It is funny how we identify ourselves by certain
aspects. A mother, a daughter, a runner,
a triathlete, a student. What happens
when a good percentage of how we identify ourselves disappear? I have been finding myself in this situation lately. I am still a mother, a daughter, a sister but
a runner? Still working on returning
after my surgery. Triathlete? A horrific
accident happened to my swim gear (ok, fine, to me it was horrific, but to most
people it would be no big deal) so I haven’t been in the pool lately. My bike and I are not on speaking terms, and
see the running issue I already mentioned.
Student? I done graduated! So now
what?
Well, back in March something drove me back to church, I
still do not fully understand it but I’ll go with it! I try to spend as much time as possible with
my human and fur babies outside enjoying what my body will let me. Unfortunately, one thing that I have successfully
lost is the stupid autoimmune disease! I
think I could suffer with losing that identy!!! But it is here to stay and I am
going to fight like mad to keep it at bay.

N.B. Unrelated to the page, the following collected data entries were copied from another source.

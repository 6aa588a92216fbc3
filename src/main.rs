//! Renders the fixed single-sphere scene to `output.ppm`.

use std::fs::File;
use std::io::BufWriter;
use std::time::Instant;

use anyhow::Context;
use log::info;

use sphere_cast::render::render_image;
use sphere_cast::scene::{RenderSettings, Scene};

fn main() -> anyhow::Result<()> {
    env_logger::builder().target(env_logger::Target::Stdout).init();

    let scene = Scene::default();
    let settings = RenderSettings::default();

    let file = File::create(&settings.output)
        .with_context(|| format!("creating {}", settings.output.display()))?;

    info!(target: "app", "Starting {}x{} render...", settings.width, settings.height);
    let start = Instant::now();
    render_image(BufWriter::new(file), &scene, &settings)
        .with_context(|| format!("writing {}", settings.output.display()))?;
    let elapsed = start.elapsed();
    info!(target: "app", "Finished rendering. Took {:?}", elapsed);

    println!("Rendering is complete, Check the output in '{}'.", settings.output.display());
    Ok(())
}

The outings the boys and I take stay in the shade as much as possible
and there are always awesome big floppy hats!
But I still feel like a blank(ish) canvas. I get to choose which identities I get to
take on next! Maybe I could become a Zumba
instructor in my free time, ok, maybe not.
I really do not have rhythm and I sure don’t have coordination! Next
idea…
Permanence, perseverance and persistence in spite of all obstacles, discouragements, and impossibilities: It is this, that in all things distinguishes the strong soul from the weak.